Always start from the very beginning. Make sure you get as much exposure to different areas within your major. Learn what you are passionate about and be excited about the new adventure. In some cases, it is a clear decision. You might be a History major, with an emphasis on European history, and you are interested in very particular topics within European history. Then, you know you are looking for a history Ph.D. In some other cases, it might not be as clear. A colleague of mine studied chemistry and was very interested in battery development. When he started researching about Ph.D. programs, he ended up finding several schools with cutting edge research on new battery development. Physicists or material scientists led many of those programs. He ended up changing his idea from pursuing a Ph.D. in chemistry to material sciences.

All in all, focus on doing the research. Then, finalize your department choice. If your specific interests change through the program, that is ok.
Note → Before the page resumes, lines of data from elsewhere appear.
use crate::recorder::ExecutionRecorder;
use crate::registry::ExecutorRegistry;
use crate::store::{DefinitionsStore, ResultsStore};
use chrono::Utc;
use ragcore::{
    EngineError, Envelope, EventBus, ExecutionEvent, ExecutionId, ExecutionResult, NodeConfig,
    NodeContext, NodeError, NodeId, NodeType, RunStatus, ValidationError, Workflow, WorkflowId,
};
use std::sync::Arc;
use std::time::Duration;
use tokio::time::timeout;
use tokio_util::sync::CancellationToken;
use uuid::Uuid;

/// A run request as received from the invocation surface.
#[derive(Debug, Clone)]
pub struct RunRequest {
    pub workflow_id: WorkflowId,
    pub test_input: String,
    /// Halt after this node completes (partial run).
    pub stop_at_node: Option<NodeId>,
}

/// Engine tunables. Timeouts bound each node invocation; exceeding one is
/// an ordinary node failure.
#[derive(Debug, Clone)]
pub struct EngineConfig {
    /// Input, Router and Output nodes (pure/local work).
    pub local_timeout: Duration,
    pub retrieval_timeout: Duration,
    pub generation_timeout: Duration,
    pub event_buffer_size: usize,
}

impl Default for EngineConfig {
    fn default() -> Self {
        Self {
            local_timeout: Duration::from_secs(5),
            retrieval_timeout: Duration::from_secs(10),
            generation_timeout: Duration::from_secs(60),
            event_buffer_size: 1024,
        }
    }
}

impl EngineConfig {
    fn timeout_for(&self, node_type: NodeType) -> Duration {
        match node_type {
            NodeType::Retriever => self.retrieval_timeout,
            NodeType::Generator => self.generation_timeout,
            NodeType::Input | NodeType::Router | NodeType::Output => self.local_timeout,
        }
    }
}

/// One node of a loaded workflow, execution-ready: sorted into position and
/// with its configuration parsed once. A config parse failure is kept here
/// and surfaces as a node failure when the node is reached.
pub struct PlannedNode {
    pub id: NodeId,
    pub name: String,
    pub node_type: NodeType,
    pub position: i32,
    pub(crate) config: Result<NodeConfig, NodeError>,
}

fn plan_nodes(workflow: &Workflow) -> Vec<PlannedNode> {
    workflow
        .sorted_nodes()
        .into_iter()
        .map(|spec| PlannedNode {
            id: spec.id,
            name: spec.name.clone(),
            node_type: spec.node_type,
            position: spec.position,
            config: NodeConfig::parse(spec.node_type, &spec.config),
        })
        .collect()
}

/// Walks a workflow's nodes in position order, dispatching each to its
/// registered executor and threading the envelope forward.
///
/// Connections are never consulted; the router's decision is advisory and
/// execution order stays fixed.
pub struct ExecutionEngine {
    registry: Arc<ExecutorRegistry>,
    definitions: Arc<dyn DefinitionsStore>,
    recorder: ExecutionRecorder,
    event_bus: Arc<EventBus>,
    config: EngineConfig,
}

impl ExecutionEngine {
    pub fn new(
        registry: Arc<ExecutorRegistry>,
        definitions: Arc<dyn DefinitionsStore>,
        results: Arc<dyn ResultsStore>,
        config: EngineConfig,
    ) -> Self {
        let event_bus = Arc::new(EventBus::new(config.event_buffer_size));
        Self {
            registry,
            definitions,
            recorder: ExecutionRecorder::new(results),
            event_bus,
            config,
        }
    }

    pub fn registry(&self) -> &Arc<ExecutorRegistry> {
        &self.registry
    }

    pub fn event_bus(&self) -> &Arc<EventBus> {
        &self.event_bus
    }

    /// Execute a full or partial run.
    pub async fn run(&self, request: RunRequest) -> Result<ExecutionResult, EngineError> {
        self.run_cancellable(request, CancellationToken::new())
            .await
    }

    /// Execute a run that a caller may cancel. Cancellation is observed
    /// before each node starts and propagated into the in-flight node.
    pub async fn run_cancellable(
        &self,
        request: RunRequest,
        cancel: CancellationToken,
    ) -> Result<ExecutionResult, EngineError> {
        let workflow = self
            .definitions
            .get_workflow(request.workflow_id)
            .await?
            .ok_or(ValidationError::WorkflowNotFound(request.workflow_id))?;

        if let Some(stop) = request.stop_at_node {
            if workflow.find_node(stop).is_none() {
                return Err(ValidationError::UnknownStopNode(stop).into());
            }
        }

        let execution_id = Uuid::new_v4();
        let plan = plan_nodes(&workflow);

        tracing::info!(
            workflow = %workflow.name,
            execution_id = %execution_id,
            nodes = plan.len(),
            stop_at = ?request.stop_at_node,
            "starting run"
        );
        self.event_bus.emit(ExecutionEvent::RunStarted {
            execution_id,
            workflow_id: workflow.id,
            timestamp: Utc::now(),
        });

        let mut envelope = Envelope::new();
        envelope.insert("message", request.test_input.clone());

        let mut flow = Vec::with_capacity(plan.len());
        let mut last_output: Option<Envelope> = None;
        let mut status = RunStatus::Success;
        let mut error_message = None;

        for (index, node) in plan.iter().enumerate() {
            if cancel.is_cancelled() {
                status = RunStatus::Error;
                error_message = Some(format!("run cancelled before node '{}'", node.name));
                break;
            }

            self.event_bus.emit(ExecutionEvent::NodeStarted {
                execution_id,
                node_id: node.id,
                node_type: node.node_type,
                timestamp: Utc::now(),
            });

            let (record, next) = self
                .recorder
                .observe(
                    node,
                    envelope.clone(),
                    self.invoke(node, execution_id, envelope.clone(), &cancel),
                )
                .await;

            match next {
                Some(next_envelope) => {
                    self.event_bus.emit(ExecutionEvent::NodeCompleted {
                        execution_id,
                        node_id: node.id,
                        output: next_envelope.clone(),
                        duration_ms: (record.processing_time_seconds * 1000.0) as u64,
                        timestamp: Utc::now(),
                    });

                    envelope = next_envelope;
                    last_output = Some(envelope.clone());
                    flow.push(record);

                    if request.stop_at_node == Some(node.id) {
                        if index + 1 < plan.len() {
                            status = RunStatus::Partial;
                        }
                        break;
                    }
                }
                None => {
                    let reason = record
                        .error
                        .clone()
                        .unwrap_or_else(|| "unknown failure".to_string());
                    self.event_bus.emit(ExecutionEvent::NodeFailed {
                        execution_id,
                        node_id: node.id,
                        error: reason.clone(),
                        timestamp: Utc::now(),
                    });
                    tracing::warn!(
                        node = %node.name,
                        error = %reason,
                        "node failed, halting run"
                    );

                    status = RunStatus::Error;
                    error_message = Some(format!("node '{}' failed: {reason}", node.name));
                    flow.push(record);
                    break;
                }
            }
        }

        let total_time_seconds: f64 = flow.iter().map(|n| n.processing_time_seconds).sum();
        let result = ExecutionResult {
            id: execution_id,
            workflow_id: workflow.id,
            test_input: request.test_input,
            status,
            node_executions: flow,
            final_output: last_output.unwrap_or_default(),
            total_time_seconds,
            error_message,
            created_at: Utc::now(),
        };

        self.event_bus.emit(ExecutionEvent::RunCompleted {
            execution_id,
            status,
            total_time_seconds,
            timestamp: Utc::now(),
        });
        self.recorder.persist(&result);

        Ok(result)
    }

    async fn invoke(
        &self,
        node: &PlannedNode,
        execution_id: ExecutionId,
        envelope: Envelope,
        cancel: &CancellationToken,
    ) -> Result<Envelope, NodeError> {
        let executor = self.registry.get(node.node_type).ok_or_else(|| {
            NodeError::Configuration(format!(
                "no executor registered for node type '{}'",
                node.node_type
            ))
        })?;
        let config = node.config.clone()?;

        let ctx = NodeContext {
            node_id: node.id,
            node_name: node.name.clone(),
            envelope,
            config,
            events: self.event_bus.create_emitter(execution_id, node.id),
            cancellation: cancel.child_token(),
        };

        let limit = self.config.timeout_for(node.node_type);
        tokio::select! {
            _ = cancel.cancelled() => Err(NodeError::Cancelled),
            outcome = timeout(limit, executor.execute(ctx)) => match outcome {
                Ok(result) => result,
                Err(_) => Err(NodeError::Timeout {
                    seconds: limit.as_secs(),
                }),
            },
        }
    }
}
In the end, you will end up discovering many interesting subfields.

Step 2: Choose School that fit your goals

This step is crucial. Now that you know which department you are looking for, you can select the schools that fit your goals and personality. Some key elements to consider are the following:

  • Program details: Learn about how is the program’s structure. Most schools will have a basic outline of courses you need to take and possible electives. If you have an interest in a particular subject, make sure the school has excellent expertise in the matter.
  • Location: Completing a Ph.D. will probably take you a few years. Do not choose a university located somewhere you hate. Remember you need to be happy and motivated to be successful. Consider staying in your current city or moving to one that you like. You should even consider the weather. The location can definitely influence your well-being
  • Prestige/ranking: Some schools are just really well known for their programs. Consider taking their ranking and their prestige into consideration. Some universities offer similar curriculums, but there is always one that gives students an edge. Some give more exposure to employers, industry leaders, or research facilities. Once you are ready to get started in academia or the industry, you will be thankful for all those connections you were able to build during your studies.
  • Funding: Consider what type of funding you could achieve. If a university can offer you a stipend on top of funding your tuition, then you are in high standing. Also, check how competitive are the funding opportunities. Some universities have standardized stipends and assistantships; others don’t.
  • Faculty: This is an essential point. You should learn about the faculty and research advisors. They are the ones that will teach you the coursework, mentor you, and lead you to success: publish papers, industry projets: post-doctoral programs, etc. If possible, you should get connected with them ahead of time (next item).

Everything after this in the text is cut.